Some of the lines below need repeating. Reproduce exactly those between the lines holding "wrapped item blob." and "header[1..5].copy_from_slice(&new_key.to_be_bytes());", inclusive.

(Stored data)
- - - - - - -

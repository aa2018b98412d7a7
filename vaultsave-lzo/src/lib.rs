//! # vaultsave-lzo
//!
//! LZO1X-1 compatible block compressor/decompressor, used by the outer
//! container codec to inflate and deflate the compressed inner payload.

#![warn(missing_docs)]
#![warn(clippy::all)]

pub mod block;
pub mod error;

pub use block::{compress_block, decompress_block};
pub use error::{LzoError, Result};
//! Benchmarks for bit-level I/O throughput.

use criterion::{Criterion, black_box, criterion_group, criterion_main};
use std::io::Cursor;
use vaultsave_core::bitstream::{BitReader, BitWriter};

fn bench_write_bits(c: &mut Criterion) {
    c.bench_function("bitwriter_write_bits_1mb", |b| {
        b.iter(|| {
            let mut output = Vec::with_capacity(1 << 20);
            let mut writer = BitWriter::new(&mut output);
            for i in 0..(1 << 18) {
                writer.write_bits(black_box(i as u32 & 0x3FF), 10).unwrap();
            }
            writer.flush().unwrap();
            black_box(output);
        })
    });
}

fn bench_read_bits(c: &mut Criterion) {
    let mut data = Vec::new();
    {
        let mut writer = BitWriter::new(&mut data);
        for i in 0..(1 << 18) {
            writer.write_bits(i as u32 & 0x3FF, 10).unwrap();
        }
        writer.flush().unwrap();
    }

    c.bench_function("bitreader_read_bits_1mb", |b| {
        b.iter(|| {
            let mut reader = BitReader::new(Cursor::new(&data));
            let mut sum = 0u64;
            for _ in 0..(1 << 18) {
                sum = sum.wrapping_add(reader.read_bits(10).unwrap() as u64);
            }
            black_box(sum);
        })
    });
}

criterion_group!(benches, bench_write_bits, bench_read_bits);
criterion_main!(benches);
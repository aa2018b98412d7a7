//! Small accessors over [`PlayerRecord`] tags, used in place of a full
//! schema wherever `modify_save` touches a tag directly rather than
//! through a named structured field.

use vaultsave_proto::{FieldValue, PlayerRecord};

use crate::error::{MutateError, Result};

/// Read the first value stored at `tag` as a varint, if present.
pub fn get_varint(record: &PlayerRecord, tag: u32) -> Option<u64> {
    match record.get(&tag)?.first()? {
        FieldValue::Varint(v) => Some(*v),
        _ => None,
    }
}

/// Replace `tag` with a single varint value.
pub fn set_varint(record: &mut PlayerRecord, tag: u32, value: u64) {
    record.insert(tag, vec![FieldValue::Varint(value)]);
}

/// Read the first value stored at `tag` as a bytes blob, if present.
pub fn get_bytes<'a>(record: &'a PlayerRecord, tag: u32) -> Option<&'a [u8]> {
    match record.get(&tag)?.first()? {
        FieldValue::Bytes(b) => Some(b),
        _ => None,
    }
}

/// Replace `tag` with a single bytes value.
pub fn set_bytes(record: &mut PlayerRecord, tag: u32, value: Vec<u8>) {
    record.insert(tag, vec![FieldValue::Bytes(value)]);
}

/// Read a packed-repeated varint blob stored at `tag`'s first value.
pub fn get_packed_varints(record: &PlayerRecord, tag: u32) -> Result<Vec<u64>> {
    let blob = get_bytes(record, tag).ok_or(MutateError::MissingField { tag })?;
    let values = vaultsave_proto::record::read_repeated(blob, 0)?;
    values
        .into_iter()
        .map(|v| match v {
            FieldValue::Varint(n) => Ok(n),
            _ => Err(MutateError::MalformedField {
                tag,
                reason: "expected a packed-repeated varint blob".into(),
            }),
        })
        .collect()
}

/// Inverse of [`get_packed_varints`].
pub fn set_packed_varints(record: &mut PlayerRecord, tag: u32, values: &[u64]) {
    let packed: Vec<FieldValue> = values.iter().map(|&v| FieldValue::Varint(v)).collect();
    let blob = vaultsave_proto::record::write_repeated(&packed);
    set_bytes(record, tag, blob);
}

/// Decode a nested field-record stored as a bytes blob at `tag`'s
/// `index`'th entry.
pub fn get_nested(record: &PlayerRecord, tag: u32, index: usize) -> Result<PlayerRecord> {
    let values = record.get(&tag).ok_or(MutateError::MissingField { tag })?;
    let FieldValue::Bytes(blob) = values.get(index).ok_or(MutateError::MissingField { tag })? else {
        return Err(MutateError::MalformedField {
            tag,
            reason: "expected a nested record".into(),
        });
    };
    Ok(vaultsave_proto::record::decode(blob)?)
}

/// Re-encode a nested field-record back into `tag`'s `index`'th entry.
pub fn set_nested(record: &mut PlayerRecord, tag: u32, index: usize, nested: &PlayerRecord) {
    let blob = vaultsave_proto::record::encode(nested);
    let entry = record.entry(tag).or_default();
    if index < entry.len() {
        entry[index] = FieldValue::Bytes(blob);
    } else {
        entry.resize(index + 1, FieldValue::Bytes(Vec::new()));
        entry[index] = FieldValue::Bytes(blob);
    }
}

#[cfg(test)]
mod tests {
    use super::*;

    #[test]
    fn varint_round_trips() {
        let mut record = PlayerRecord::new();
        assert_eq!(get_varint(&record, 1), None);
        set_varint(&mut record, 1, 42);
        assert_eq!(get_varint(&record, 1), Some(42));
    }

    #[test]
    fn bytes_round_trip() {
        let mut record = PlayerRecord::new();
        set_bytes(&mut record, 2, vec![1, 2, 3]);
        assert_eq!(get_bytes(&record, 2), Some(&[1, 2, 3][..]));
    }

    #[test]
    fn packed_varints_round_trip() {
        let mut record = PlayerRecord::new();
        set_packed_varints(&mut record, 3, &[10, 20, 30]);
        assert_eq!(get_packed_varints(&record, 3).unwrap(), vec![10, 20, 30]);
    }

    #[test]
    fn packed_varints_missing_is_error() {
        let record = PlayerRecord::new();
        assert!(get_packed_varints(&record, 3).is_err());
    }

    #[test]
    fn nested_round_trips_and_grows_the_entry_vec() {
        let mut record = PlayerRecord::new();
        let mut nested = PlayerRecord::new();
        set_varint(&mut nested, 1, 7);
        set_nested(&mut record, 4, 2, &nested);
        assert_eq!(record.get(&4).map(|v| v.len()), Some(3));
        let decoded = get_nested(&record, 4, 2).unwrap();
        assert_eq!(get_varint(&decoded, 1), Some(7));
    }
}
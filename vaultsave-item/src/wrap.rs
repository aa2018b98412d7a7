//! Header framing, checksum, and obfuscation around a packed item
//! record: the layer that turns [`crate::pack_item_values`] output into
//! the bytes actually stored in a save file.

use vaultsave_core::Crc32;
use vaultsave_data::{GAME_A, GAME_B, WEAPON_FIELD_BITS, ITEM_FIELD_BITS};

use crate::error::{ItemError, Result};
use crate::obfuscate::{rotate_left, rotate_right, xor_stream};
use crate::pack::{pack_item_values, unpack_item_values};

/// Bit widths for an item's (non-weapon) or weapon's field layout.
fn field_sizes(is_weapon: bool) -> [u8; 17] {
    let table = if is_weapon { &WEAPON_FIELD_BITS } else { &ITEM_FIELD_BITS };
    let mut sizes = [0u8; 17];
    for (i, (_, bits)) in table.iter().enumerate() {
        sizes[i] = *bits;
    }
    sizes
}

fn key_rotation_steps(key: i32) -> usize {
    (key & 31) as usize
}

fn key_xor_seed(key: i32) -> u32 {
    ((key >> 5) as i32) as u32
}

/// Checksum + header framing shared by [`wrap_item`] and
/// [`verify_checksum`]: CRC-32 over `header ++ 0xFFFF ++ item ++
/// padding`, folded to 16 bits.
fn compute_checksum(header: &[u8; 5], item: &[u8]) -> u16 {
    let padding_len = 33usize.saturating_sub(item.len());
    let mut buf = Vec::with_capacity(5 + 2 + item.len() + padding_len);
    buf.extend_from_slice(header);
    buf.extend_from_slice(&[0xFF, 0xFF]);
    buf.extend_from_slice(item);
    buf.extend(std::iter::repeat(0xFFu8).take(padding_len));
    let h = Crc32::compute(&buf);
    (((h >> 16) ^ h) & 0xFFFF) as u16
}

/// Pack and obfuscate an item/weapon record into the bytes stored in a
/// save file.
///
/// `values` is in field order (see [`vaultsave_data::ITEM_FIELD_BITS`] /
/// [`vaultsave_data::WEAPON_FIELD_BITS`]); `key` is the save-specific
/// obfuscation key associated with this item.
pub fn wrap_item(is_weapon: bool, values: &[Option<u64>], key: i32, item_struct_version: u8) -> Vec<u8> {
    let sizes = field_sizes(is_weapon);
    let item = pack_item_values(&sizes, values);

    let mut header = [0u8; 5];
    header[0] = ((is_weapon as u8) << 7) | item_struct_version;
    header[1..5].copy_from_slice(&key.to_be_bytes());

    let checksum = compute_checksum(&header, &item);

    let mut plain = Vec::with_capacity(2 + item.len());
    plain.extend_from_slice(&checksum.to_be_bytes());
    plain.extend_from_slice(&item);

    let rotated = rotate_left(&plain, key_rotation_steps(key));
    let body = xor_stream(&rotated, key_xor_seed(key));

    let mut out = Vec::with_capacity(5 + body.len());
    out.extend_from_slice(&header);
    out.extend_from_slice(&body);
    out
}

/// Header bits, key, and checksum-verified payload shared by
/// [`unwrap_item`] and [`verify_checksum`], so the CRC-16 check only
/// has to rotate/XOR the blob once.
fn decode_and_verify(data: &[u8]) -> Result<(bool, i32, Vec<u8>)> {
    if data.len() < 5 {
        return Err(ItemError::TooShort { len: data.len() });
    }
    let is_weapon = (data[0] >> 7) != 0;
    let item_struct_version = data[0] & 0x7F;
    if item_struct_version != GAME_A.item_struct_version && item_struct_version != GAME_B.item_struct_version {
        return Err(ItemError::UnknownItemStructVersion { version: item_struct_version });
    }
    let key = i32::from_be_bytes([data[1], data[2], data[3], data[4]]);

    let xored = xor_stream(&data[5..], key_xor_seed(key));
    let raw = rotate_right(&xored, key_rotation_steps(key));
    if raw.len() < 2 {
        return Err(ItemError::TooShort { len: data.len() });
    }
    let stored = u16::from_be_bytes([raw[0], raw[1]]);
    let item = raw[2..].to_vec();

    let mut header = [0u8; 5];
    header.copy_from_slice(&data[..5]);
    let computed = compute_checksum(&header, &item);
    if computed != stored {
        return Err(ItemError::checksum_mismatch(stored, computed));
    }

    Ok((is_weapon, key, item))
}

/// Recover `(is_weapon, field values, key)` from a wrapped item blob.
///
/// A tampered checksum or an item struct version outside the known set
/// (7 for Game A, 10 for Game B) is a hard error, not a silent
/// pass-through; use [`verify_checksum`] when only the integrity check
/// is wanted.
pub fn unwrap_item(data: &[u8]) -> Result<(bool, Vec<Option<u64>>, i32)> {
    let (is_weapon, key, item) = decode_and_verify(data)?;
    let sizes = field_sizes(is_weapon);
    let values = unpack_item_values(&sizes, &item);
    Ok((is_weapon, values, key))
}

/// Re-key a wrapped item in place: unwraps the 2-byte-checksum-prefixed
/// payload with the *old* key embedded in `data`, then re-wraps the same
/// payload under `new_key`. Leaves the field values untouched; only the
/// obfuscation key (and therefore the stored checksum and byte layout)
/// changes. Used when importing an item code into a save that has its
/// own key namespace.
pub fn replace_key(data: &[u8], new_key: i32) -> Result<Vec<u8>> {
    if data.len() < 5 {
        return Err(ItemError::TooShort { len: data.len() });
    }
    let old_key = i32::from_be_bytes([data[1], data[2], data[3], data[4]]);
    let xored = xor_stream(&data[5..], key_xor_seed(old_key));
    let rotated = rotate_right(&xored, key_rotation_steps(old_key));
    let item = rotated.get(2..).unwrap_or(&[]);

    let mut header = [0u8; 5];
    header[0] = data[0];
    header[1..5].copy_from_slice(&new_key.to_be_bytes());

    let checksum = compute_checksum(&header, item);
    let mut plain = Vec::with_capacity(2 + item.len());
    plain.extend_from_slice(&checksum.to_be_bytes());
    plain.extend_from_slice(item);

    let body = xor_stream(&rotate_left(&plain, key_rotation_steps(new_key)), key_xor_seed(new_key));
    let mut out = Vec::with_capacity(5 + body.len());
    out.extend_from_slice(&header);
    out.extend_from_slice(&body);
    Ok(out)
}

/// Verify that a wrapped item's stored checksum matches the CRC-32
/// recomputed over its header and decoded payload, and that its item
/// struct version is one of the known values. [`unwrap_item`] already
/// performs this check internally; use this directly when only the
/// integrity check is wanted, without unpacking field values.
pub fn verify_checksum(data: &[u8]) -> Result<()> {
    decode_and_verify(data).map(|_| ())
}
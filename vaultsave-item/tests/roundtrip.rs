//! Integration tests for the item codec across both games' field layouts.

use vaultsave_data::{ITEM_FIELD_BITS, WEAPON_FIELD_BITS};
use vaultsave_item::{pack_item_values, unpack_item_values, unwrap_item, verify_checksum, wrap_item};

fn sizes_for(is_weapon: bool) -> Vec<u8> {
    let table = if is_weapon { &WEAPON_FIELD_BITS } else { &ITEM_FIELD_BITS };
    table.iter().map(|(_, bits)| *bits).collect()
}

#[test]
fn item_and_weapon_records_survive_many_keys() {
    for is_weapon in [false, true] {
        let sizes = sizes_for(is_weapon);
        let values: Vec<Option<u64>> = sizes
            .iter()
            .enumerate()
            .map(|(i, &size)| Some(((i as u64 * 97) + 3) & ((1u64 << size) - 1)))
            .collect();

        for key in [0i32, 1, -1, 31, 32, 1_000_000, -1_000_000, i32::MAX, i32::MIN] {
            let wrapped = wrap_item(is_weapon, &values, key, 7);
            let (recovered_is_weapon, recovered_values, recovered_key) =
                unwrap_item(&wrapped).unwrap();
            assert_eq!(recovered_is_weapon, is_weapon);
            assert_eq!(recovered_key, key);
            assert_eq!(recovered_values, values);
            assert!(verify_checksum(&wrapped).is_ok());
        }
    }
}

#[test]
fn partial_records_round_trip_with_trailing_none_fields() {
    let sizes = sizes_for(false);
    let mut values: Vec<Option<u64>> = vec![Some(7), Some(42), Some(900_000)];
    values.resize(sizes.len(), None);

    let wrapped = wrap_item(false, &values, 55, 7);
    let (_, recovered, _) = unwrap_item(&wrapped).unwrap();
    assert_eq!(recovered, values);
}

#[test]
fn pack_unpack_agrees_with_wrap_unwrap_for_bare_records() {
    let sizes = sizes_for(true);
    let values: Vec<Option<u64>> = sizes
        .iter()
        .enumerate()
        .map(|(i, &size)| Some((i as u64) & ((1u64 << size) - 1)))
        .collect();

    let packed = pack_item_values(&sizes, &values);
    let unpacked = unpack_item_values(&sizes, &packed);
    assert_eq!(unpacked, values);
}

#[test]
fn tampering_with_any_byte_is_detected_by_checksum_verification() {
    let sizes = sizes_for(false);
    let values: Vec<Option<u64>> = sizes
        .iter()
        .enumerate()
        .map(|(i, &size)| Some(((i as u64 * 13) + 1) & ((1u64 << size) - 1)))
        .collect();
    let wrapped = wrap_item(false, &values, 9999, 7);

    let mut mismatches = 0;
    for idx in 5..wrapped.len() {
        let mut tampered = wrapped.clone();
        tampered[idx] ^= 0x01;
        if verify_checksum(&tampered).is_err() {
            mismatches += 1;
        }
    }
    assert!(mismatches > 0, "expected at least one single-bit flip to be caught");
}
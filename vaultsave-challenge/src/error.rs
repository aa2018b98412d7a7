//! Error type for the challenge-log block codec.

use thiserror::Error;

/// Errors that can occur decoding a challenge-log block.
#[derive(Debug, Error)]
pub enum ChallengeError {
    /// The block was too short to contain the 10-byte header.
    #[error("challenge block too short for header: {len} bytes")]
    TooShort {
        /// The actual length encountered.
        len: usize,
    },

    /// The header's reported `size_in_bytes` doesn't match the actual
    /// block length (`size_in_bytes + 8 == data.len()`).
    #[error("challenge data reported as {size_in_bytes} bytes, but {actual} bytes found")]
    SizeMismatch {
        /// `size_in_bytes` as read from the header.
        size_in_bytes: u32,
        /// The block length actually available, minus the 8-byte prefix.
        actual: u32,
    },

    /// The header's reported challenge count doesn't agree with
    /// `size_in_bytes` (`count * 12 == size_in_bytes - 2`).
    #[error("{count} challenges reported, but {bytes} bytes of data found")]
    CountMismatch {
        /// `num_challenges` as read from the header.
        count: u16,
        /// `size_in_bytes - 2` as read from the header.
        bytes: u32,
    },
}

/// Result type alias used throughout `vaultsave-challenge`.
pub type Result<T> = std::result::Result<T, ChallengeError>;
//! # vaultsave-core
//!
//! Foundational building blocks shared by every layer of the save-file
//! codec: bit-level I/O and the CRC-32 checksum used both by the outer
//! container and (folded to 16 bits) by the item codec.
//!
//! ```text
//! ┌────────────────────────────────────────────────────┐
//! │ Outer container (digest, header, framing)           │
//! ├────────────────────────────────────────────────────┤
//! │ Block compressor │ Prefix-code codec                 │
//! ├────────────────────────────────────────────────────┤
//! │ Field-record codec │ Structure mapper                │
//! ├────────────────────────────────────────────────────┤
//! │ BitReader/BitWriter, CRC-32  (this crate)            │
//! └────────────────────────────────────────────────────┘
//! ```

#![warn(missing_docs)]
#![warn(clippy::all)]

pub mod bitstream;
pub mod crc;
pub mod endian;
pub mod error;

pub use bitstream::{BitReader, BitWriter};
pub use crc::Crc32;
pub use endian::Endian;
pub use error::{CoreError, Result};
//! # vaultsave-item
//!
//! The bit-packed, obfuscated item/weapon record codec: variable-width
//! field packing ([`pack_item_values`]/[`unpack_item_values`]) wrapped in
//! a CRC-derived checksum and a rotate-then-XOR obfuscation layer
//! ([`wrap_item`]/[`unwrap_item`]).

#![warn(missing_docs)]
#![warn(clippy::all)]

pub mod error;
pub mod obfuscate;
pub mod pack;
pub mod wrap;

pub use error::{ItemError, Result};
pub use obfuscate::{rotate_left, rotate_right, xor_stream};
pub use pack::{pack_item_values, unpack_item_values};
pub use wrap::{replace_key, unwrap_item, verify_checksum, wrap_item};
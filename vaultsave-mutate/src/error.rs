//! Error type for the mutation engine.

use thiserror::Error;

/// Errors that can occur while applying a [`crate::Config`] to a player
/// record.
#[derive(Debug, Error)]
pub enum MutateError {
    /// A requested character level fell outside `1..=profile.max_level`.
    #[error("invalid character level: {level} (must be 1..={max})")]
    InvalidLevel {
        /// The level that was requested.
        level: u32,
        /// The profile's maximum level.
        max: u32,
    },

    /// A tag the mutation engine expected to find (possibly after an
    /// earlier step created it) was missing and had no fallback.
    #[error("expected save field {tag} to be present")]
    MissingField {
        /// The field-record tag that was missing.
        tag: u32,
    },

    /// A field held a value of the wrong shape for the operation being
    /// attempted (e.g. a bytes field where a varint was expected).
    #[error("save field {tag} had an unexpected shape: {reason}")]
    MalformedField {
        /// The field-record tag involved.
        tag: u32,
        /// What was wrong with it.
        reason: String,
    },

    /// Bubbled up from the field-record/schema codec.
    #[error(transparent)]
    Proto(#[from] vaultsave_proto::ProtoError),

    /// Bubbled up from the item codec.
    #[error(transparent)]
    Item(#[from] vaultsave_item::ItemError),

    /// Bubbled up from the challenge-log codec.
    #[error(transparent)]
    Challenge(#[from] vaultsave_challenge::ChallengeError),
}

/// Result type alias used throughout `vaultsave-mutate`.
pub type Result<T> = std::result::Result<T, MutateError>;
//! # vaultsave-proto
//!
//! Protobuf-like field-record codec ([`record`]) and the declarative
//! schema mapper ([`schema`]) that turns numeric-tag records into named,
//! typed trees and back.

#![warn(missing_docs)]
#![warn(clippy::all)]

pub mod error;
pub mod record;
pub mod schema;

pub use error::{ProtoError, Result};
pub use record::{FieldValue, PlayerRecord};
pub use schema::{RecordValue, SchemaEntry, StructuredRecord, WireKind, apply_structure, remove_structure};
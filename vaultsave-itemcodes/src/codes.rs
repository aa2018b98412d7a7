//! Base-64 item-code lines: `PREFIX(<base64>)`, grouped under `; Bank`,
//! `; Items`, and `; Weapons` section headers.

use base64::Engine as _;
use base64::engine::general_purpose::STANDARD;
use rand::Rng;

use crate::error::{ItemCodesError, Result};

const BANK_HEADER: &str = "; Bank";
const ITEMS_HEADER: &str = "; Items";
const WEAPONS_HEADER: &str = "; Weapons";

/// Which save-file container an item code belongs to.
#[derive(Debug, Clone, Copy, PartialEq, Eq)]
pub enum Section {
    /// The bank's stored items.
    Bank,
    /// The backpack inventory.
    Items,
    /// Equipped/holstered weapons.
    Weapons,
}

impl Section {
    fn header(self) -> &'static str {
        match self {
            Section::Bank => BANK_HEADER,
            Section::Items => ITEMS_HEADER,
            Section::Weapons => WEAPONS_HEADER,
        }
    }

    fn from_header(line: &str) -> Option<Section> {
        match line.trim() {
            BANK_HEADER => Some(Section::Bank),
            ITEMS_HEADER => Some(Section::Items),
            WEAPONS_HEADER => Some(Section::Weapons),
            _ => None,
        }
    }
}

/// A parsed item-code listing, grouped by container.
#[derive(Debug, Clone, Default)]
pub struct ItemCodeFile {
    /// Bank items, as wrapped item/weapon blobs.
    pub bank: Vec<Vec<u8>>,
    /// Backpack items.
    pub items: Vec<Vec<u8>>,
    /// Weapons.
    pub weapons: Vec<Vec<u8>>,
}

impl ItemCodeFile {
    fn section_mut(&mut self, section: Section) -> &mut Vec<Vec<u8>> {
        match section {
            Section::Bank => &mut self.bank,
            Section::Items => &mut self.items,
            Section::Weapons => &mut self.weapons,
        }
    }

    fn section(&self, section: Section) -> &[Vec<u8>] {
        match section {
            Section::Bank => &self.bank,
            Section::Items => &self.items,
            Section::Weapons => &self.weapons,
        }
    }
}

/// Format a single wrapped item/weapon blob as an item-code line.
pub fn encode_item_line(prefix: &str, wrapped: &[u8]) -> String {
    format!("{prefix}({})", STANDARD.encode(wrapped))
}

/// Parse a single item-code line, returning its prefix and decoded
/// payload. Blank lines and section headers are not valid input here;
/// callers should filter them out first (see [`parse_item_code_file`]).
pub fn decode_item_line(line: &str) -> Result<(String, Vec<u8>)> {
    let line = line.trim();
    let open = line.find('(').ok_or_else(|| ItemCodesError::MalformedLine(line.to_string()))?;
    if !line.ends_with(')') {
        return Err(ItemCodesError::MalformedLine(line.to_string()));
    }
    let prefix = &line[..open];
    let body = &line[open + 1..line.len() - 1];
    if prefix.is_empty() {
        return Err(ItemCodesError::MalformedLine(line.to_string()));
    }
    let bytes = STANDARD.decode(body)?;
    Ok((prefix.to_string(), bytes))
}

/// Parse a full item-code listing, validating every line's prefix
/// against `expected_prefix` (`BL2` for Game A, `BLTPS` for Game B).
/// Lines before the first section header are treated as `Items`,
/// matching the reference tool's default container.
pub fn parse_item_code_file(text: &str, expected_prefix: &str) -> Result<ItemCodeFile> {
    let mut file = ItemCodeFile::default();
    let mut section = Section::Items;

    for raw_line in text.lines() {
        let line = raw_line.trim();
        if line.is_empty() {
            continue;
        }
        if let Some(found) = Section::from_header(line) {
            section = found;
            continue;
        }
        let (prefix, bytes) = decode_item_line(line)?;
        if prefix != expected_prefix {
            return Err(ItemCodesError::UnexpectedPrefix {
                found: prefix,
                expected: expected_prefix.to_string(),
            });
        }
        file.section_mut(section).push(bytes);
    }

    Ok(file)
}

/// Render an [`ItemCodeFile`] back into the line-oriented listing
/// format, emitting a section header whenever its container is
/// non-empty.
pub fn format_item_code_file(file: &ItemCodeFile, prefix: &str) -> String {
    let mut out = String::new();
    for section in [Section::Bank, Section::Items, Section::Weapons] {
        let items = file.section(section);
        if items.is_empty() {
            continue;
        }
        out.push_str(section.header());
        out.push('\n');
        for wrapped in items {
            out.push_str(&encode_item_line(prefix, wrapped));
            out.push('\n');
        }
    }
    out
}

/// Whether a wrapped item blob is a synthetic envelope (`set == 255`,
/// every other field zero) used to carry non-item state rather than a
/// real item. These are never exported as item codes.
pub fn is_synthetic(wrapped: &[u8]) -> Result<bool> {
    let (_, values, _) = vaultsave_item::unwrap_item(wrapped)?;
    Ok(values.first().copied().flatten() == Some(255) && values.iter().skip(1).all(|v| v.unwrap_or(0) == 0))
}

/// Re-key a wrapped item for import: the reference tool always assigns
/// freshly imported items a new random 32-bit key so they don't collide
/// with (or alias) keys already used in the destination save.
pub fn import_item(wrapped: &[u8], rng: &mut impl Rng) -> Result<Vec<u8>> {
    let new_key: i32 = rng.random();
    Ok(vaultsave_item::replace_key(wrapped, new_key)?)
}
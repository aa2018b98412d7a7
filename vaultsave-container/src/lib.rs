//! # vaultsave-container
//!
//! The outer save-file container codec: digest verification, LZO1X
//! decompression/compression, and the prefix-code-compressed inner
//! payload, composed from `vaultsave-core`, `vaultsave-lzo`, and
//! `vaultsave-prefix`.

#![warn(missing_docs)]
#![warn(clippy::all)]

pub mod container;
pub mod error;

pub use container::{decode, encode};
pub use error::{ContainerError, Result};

- - - - - - -

Finished task —
/// Recover `(is_weapon, field values, key)` from a wrapped item blob.
///
/// A tampered checksum or an item struct version outside the known set
/// (7 for Game A, 10 for Game B) is a hard error, not a silent
/// pass-through; use [`verify_checksum`] when only the integrity check
/// is wanted.
pub fn unwrap_item(data: &[u8]) -> Result<(bool, Vec<Option<u64>>, i32)> {
    let (is_weapon, key, item) = decode_and_verify(data)?;
    let sizes = field_sizes(is_weapon);
    let values = unpack_item_values(&sizes, &item);
    Ok((is_weapon, values, key))
}

/// Re-key a wrapped item in place: unwraps the 2-byte-checksum-prefixed
/// payload with the *old* key embedded in `data`, then re-wraps the same
/// payload under `new_key`. Leaves the field values untouched; only the
/// obfuscation key (and therefore the stored checksum and byte layout)
/// changes. Used when importing an item code into a save that has its
/// own key namespace.
pub fn replace_key(data: &[u8], new_key: i32) -> Result<Vec<u8>> {
    if data.len() < 5 {
        return Err(ItemError::TooShort { len: data.len() });
    }
    let old_key = i32::from_be_bytes([data[1], data[2], data[3], data[4]]);
    let xored = xor_stream(&data[5..], key_xor_seed(old_key));
    let rotated = rotate_right(&xored, key_rotation_steps(old_key));
    let item = rotated.get(2..).unwrap_or(&[]);

    let mut header = [0u8; 5];
    header[0] = data[0];
    header[1..5].copy_from_slice(&new_key.to_be_bytes());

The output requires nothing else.